And without words for any of these things, I had no way of explaining why a man can’t be a mother, or indeed a woman—because men are normatively distinct from women at a level I also don’t have words for. For a lover of words such as I, being so regularly stumped was both unusual and aggravating. It’s doubly aggravating when your lack of vocabulary is being weaponized by the other side to argue, for example, that because there is no everyday language to describe normative realities, it’s fine for males who say they’re women to compete in women’s sports. Or that it’s okay to make kids undergo wrong-sex puberty, or even that we don’t really know what a woman is.

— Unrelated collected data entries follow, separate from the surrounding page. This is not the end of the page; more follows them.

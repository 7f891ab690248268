//! `git.clone` — clone a repository into a directory.

use serde_json::Value;

use crate::rpc::{str_param, MethodRegistry, RequestContext, RpcError};

pub fn register(registry: &mut MethodRegistry) {
    registry.register(
        "git.clone",
        &["url", "directory"],
        |_ctx: RequestContext, params: Value| async move {
            let url = str_param(&params, "url")?;
            let directory = str_param(&params, "directory")?;

            let output = tokio::process::Command::new("git")
                .args(["clone", &url, &directory])
                .output()
                .await
                .map_err(|e| {
                    RpcError::new(
                        sb_domain::error::ErrorCode::Internal,
                        format!("git spawn failed: {e}"),
                    )
                })?;

            if !output.status.success() {
                return Err(RpcError::invalid_params(format!(
                    "git clone failed: {}",
                    String::from_utf8_lossy(&output.stderr).trim()
                )));
            }
            Ok(serde_json::json!({"cloned": true, "directory": directory}))
        },
    );
}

Over the time I’ve spent obsessing about this weird dead spot in my vocabulary, I’ve found that it affects issues well beyond mothers and gender politics. It shows up, for example, in our artistic values, and in our relationship to the natural world. By degrees it came to seem not just a political difficulty but something deeper: a metaphysical handicap.

I decided it was too big a topic to tackle in Feminism Against Progress, whose focus is the mother-­shaped political blind spot. It’s there in one quick line about how the question of whether technology has limits turns on “whether or not men and women have a nature as such.” Here I just said, “In my view we do,” and left it at that.

I’ve spent the years since then hunting for that missing vocabulary. I didn’t find it until last summer, when an academic friend advised me to read Edward Feser’s Scholastic Metaphysics: A Contemporary Introduction. I don’t think Feser intended it as a page-turner, but I tore through it like it was an airport novel. Pretty much every page came with an “Oh, I see!” moment. It felt like having spent years trying to do fine electrical engineering with an old spoon and half a brick, only to be gifted a set of precisely machined tools.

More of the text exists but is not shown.